Taking one of Jared’s examples, when users were asked to rate the speed of Amazon.com against that of About.com they consistently rated Amazon as a faster website. When, in reality, the speed of About.com is about three times the actual speed faster than Amazon. Another example was made with our computer file system mental model that works well because we believe it to be true on some level. The reality is there are no files, just non-contigious ones and zeros on a hard disk. We’ve been misdirected for our own benefit. In programming terms it’s the creation of an abstraction.
Why would that be? We all know the experience of slow moving time when things are difficult to achieve and fast moving time while we’re having fun or immersed in pleasant environments. The relativity of time to our internal process is nothing new. So what can we do? Jared suggests we look to magic for some clues.
By understanding that each of us brings to a website a different mental model - including the designer, the information architect and the person who developed that interactive element that got included at the last minute - we can appreciate that a design is never really just a design. If done well, the designer should create an experience that is different than what’s actually going on in reality. This is the essence of a magician’s illusion.

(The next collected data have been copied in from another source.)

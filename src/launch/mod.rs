//! Remote process launching and output capture

pub mod output;
pub mod remote;

pub use remote::{LaunchOutput, RemoteLauncher};
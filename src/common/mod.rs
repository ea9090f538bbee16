//! Common utilities shared by every mode

pub mod config;
pub mod error;
pub mod logging;
pub mod paths;

pub use error::{Error, ErrorClass, Result};
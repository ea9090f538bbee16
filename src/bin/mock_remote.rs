//! Stand-in remote shell for integration testing
//!
//! Invoked as `mock_remote <host> <command...>`, it runs the command on the
//! local machine. When `MOCK_REMOTE_LOG` is set, each invocation appends
//! `<host> <command...>` to that file first.

use std::io::Write;
use std::process::Command;

fn main() {
    let mut args = std::env::args().skip(1);
    let Some(host) = args.next() else {
        eprintln!("usage: mock_remote <host> <command...>");
        std::process::exit(255);
    };
    let command: Vec<String> = args.collect();
    let Some((program, rest)) = command.split_first() else {
        eprintln!("mock_remote: no command for {host}");
        std::process::exit(255);
    };

    if let Ok(log) = std::env::var("MOCK_REMOTE_LOG") {
        if let Ok(mut file) = std::fs::OpenOptions::new().create(true).append(true).open(log) {
            let _ = writeln!(file, "{} {}", host, command.join(" "));
        }
    }

    let mut cmd = Command::new(program);
    cmd.args(rest);

    // Replace this process so signals reach the command itself
    #[cfg(unix)]
    {
        use std::os::unix::process::CommandExt;
        let err = cmd.exec();
        eprintln!("mock_remote: {program}: {err}");
        std::process::exit(255);
    }

    #[cfg(not(unix))]
    {
        match cmd.status() {
            Ok(status) => std::process::exit(status.code().unwrap_or(255)),
            Err(err) => {
                eprintln!("mock_remote: {program}: {err}");
                std::process::exit(255);
            }
        }
    }
}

Most designs, he points out, are about getting the designer’s mental model and the user’s mental model to align as closely as possible. Whereas the magician is about getting the user to think something different is going on - the magician’s mental model of the illusion versus the audience’s mental model of the same illusion may differ significantly.
While I could go on about the content of Jared Spool’s talk I’ve probably only covered the first few minutes so download it and see what you think. I’ve actually listened to it more than twice all the way through, he’s an entertaining guy. Interesting photo, an almost toonish voice, and a larger than life personality and authority on the user experience. If there is one area of web design that interests me it’s the user experience.